In the same manner, the pharmacologic inhibition of DKK1, using monoclonal antibody, has also demonstrated efficacy in animal models of bone diseases, including gonad-intact rodents [Li et al. 2006], rodent models of fracture healing [Li et al. 2011], and implant fixation [Agholme et al. 2011]. However, unlike Scl-Ab, DKK1 demonstrated no efficacy in adult ovariectomized rats [Li et al. 2006], and a modest improvement in ovariectomized rhesus monkeys [Glantschnig et al. 2011; Li et al. 2011]. DKK1 antibody demonstrated efficacy in rodent models of rheumatoid arthritis [Diarra et al. 2007], ankylosing spondylitis [Uderhardt et al. 2010], and multiple myeloma [Fulciniti et al. 2009].
Conclusion
Treatments of low bone mass and osteoporosis have advanced significantly beyond hormone therapy administered at menopause. These advances are mainly the result of increased understanding of the mechanisms underlying osteoblast, osteoclast, and osteocyte biology. Novel anabolic and antiresorptive agents, affecting osteocyte-associated sclerostin, the calcium-sensing receptor, or Wnt signaling, offer promise for the treatment of bone disorders.

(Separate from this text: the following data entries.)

//! Playing card, suit and deck types with optional `no_std` support.
//!
//! Cards encode to compact tokens such as `AH` or `10S` and decode back
//! without ever failing: malformed input maps to sentinel values
//! ([`Suit::Unknown`], a zero value, or [`Card::UNKNOWN`]). Strict parsing is
//! available through [`FromStr`](core::str::FromStr).
//!
//! # Example
//!
//! ```
//! use cardkit::{Card, Deck, Suit};
//!
//! let card = Card::new(1, Suit::Hearts);
//! assert_eq!(card.to_string(), "AH");
//!
//! let mut deck = Deck::full();
//! deck.shuffle_seeded(42);
//! assert_eq!(deck.len(), 52);
//! ```
#![cfg_attr(not(feature = "std"), no_std)]
#![cfg_attr(docsrs, feature(doc_cfg))]

#[cfg(all(not(feature = "std"), not(feature = "alloc")))]
compile_error!(
    "`std` is disabled but `alloc` feature is not enabled. Enable `alloc` or keep `std` enabled."
);

extern crate alloc;

pub mod card;
pub mod deck;
pub mod error;
pub mod options;
#[cfg(feature = "serde")]
mod serde_impl;

// Re-export main types
pub use card::{Card, Rank, Suit};
pub use deck::{DECK_SIZE, Deck};
pub use error::{CardError, DeckError, ParseCardError, ParseDeckError, ParseSuitError};
pub use options::{DeckOptions, DeckOrder};
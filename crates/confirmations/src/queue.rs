//! Durable-state machine shared by the confirmation and payment queues.
//!
//! ```text
//! Queued -> Redeeming -> Redeemed
//!              |
//!              +-> RetryScheduled -> Redeeming (loop)
//!              +-> Exhausted
//! Queued | RetryScheduled -> Cancelled
//! ```
use chrono::{DateTime, Utc};
use serde::{Deserialize, Serialize};
use tracing::{debug, info, warn};

use crate::backoff::Backoff;
use crate::error::RedemptionError;

#[derive(Clone, Copy, Debug, PartialEq, Eq, Serialize, Deserialize)]
#[serde(rename_all = "snake_case")]
pub enum RedemptionState {
    Queued,
    Redeeming,
    RetryScheduled,
    Redeemed,
    Exhausted,
    Cancelled,
}

impl RedemptionState {
    pub fn is_pending(&self) -> bool {
        matches!(self, RedemptionState::Queued | RedemptionState::RetryScheduled)
    }

    pub fn is_terminal(&self) -> bool {
        matches!(
            self,
            RedemptionState::Redeemed | RedemptionState::Exhausted | RedemptionState::Cancelled
        )
    }
}

#[derive(Clone, Debug, PartialEq, Serialize, Deserialize)]
#[serde(rename_all = "camelCase")]
pub struct QueueEntry<T> {
    pub id: String,
    pub item: T,
    pub state: RedemptionState,
    pub retry_count: u32,
    pub next_retry_at: DateTime<Utc>,
    pub enqueued_at: DateTime<Utc>,
    /// Insertion order; breaks ties between entries due at the same instant
    pub sequence: u64,
    #[serde(default)]
    pub cancel_requested: bool,
    #[serde(default)]
    pub last_error: Option<String>,
}

/// Result of settling an in-flight entry
#[derive(Clone, Debug, PartialEq)]
pub enum Settlement<T> {
    Redeemed(QueueEntry<T>),
    Retry(QueueEntry<T>),
    Exhausted(QueueEntry<T>),
    /// Cancelled while in flight; the attempt's outcome is dropped
    Discarded(QueueEntry<T>),
}

#[derive(Clone, Debug, PartialEq)]
pub enum CancelOutcome<T> {
    Cancelled(QueueEntry<T>),
    /// In flight; the entry is discarded when the attempt settles
    Deferred,
    NotFound,
}

pub struct RedemptionQueue<T> {
    entries: Vec<QueueEntry<T>>,
    next_sequence: u64,
    backoff: Backoff,
    max_retries: u32,
}

impl<T: Clone> RedemptionQueue<T> {
    pub fn new(backoff: Backoff, max_retries: u32) -> Self {
        Self {
            entries: Vec::new(),
            next_sequence: 0,
            backoff,
            max_retries,
        }
    }

    /// Rebuilds the queue from persisted entries. Anything left `Redeeming` by a crash goes
    /// back to `Queued` for another attempt.
    pub fn restore(backoff: Backoff, max_retries: u32, entries: Vec<QueueEntry<T>>) -> Self {
        let mut queue = Self::new(backoff, max_retries);

        for mut entry in entries {
            if entry.state.is_terminal() {
                continue;
            }
            if entry.state == RedemptionState::Redeeming {
                warn!("Recovering {} interrupted mid-redemption", entry.id);
                entry.state = RedemptionState::Queued;
            }
            entry.cancel_requested = false;
            queue.next_sequence = queue.next_sequence.max(entry.sequence + 1);
            queue.entries.push(entry);
        }

        queue.entries.sort_by_key(|entry| entry.sequence);
        info!("Restored {} queued entries", queue.entries.len());
        queue
    }

    pub fn push(&mut self, id: String, item: T, now: DateTime<Utc>) -> QueueEntry<T> {
        let entry = QueueEntry {
            id,
            item,
            state: RedemptionState::Queued,
            retry_count: 0,
            next_retry_at: now,
            enqueued_at: now,
            sequence: self.next_sequence,
            cancel_requested: false,
            last_error: None,
        };
        self.next_sequence += 1;
        self.entries.push(entry.clone());
        entry
    }

    /// Earliest pending entry whose retry time has passed; FIFO among equal times.
    pub fn next_due(&self, now: DateTime<Utc>) -> Option<&QueueEntry<T>> {
        self.entries
            .iter()
            .filter(|entry| entry.state.is_pending() && entry.next_retry_at <= now)
            .min_by_key(|entry| (entry.next_retry_at, entry.sequence))
    }

    /// Ids of every due entry in processing order
    pub fn due(&self, now: DateTime<Utc>) -> Vec<String> {
        let mut due: Vec<&QueueEntry<T>> = self
            .entries
            .iter()
            .filter(|entry| entry.state.is_pending() && entry.next_retry_at <= now)
            .collect();
        due.sort_by_key(|entry| (entry.next_retry_at, entry.sequence));
        due.into_iter().map(|entry| entry.id.clone()).collect()
    }

    /// Earliest time anything pending becomes due
    pub fn next_wakeup(&self) -> Option<DateTime<Utc>> {
        self.entries
            .iter()
            .filter(|entry| entry.state.is_pending())
            .map(|entry| entry.next_retry_at)
            .min()
    }

    /// Marks a pending entry as in flight. Returns `None` if it is not pending, which keeps
    /// each entry to at most one concurrent attempt.
    pub fn begin(&mut self, id: &str) -> Option<QueueEntry<T>> {
        let entry = self.entries.iter_mut().find(|entry| entry.id == id)?;
        if !entry.state.is_pending() {
            return None;
        }
        entry.state = RedemptionState::Redeeming;
        Some(entry.clone())
    }

    /// Stores changes the attempt made to the item (e.g. `was_created`)
    pub fn update_item(&mut self, id: &str, item: T) -> Option<QueueEntry<T>> {
        let entry = self.entries.iter_mut().find(|entry| entry.id == id)?;
        entry.item = item;
        Some(entry.clone())
    }

    /// Applies the outcome of an attempt to an in-flight entry. Terminal outcomes remove
    /// the entry from the queue.
    pub fn settle(
        &mut self,
        id: &str,
        outcome: Result<(), &RedemptionError>,
        now: DateTime<Utc>,
    ) -> Option<Settlement<T>> {
        let index = self
            .entries
            .iter()
            .position(|entry| entry.id == id && entry.state == RedemptionState::Redeeming)?;

        if self.entries[index].cancel_requested {
            let mut entry = self.entries.remove(index);
            entry.state = RedemptionState::Cancelled;
            debug!("Discarding result for cancelled {}", entry.id);
            return Some(Settlement::Discarded(entry));
        }

        let err = match outcome {
            Ok(()) => {
                let mut entry = self.entries.remove(index);
                entry.state = RedemptionState::Redeemed;
                entry.last_error = None;
                return Some(Settlement::Redeemed(entry));
            }
            Err(err) => err,
        };

        let entry = &mut self.entries[index];
        entry.last_error = Some(err.to_string());

        if !err.should_retry() || entry.retry_count >= self.max_retries {
            let mut entry = self.entries.remove(index);
            entry.state = RedemptionState::Exhausted;
            warn!(
                "Giving up on {} after {} retries: {}",
                entry.id, entry.retry_count, err
            );
            return Some(Settlement::Exhausted(entry));
        }

        entry.retry_count += 1;
        let delay = if err.should_backoff() {
            self.backoff.delay(entry.retry_count)
        } else {
            std::time::Duration::ZERO
        };
        entry.next_retry_at = now + to_chrono(delay);
        entry.state = RedemptionState::RetryScheduled;
        debug!(
            "Retry {} for {} in {:?}",
            entry.retry_count, entry.id, delay
        );
        Some(Settlement::Retry(entry.clone()))
    }

    /// Puts back an entry whose settlement could not be written to the store. It becomes
    /// due at `now`; an entry that was being cancelled keeps `cancel_requested`.
    pub fn reinstate(&mut self, mut entry: QueueEntry<T>, now: DateTime<Utc>) {
        entry.state = RedemptionState::RetryScheduled;
        entry.next_retry_at = now;
        warn!("Reinstating {} until its settlement is stored", entry.id);

        match self.entries.iter_mut().find(|existing| existing.id == entry.id) {
            Some(existing) => *existing = entry,
            None => {
                let index = self
                    .entries
                    .partition_point(|existing| existing.sequence < entry.sequence);
                self.entries.insert(index, entry);
            }
        }
    }

    pub fn cancel(&mut self, id: &str) -> CancelOutcome<T> {
        let Some(index) = self.entries.iter().position(|entry| entry.id == id) else {
            return CancelOutcome::NotFound;
        };

        if self.entries[index].state == RedemptionState::Redeeming {
            self.entries[index].cancel_requested = true;
            return CancelOutcome::Deferred;
        }

        let mut entry = self.entries.remove(index);
        entry.state = RedemptionState::Cancelled;
        CancelOutcome::Cancelled(entry)
    }

    pub fn get(&self, id: &str) -> Option<&QueueEntry<T>> {
        self.entries.iter().find(|entry| entry.id == id)
    }

    pub fn entries(&self) -> &[QueueEntry<T>] {
        &self.entries
    }

    pub fn len(&self) -> usize {
        self.entries.len()
    }

    pub fn is_empty(&self) -> bool {
        self.entries.is_empty()
    }
}

pub(crate) fn to_chrono(duration: std::time::Duration) -> chrono::Duration {
    chrono::Duration::from_std(duration).unwrap_or_else(|_| chrono::Duration::days(365))
}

Additional therapies treating patients with established fractures are needed next to reduce the burden of this other disease.
Footnotes
Funding: This research received no specific grant from any funding agency in the public, commercial, or not-for-profit sectors.
Conflict of interest statement: The authors declare no conflict of interest in preparing this article.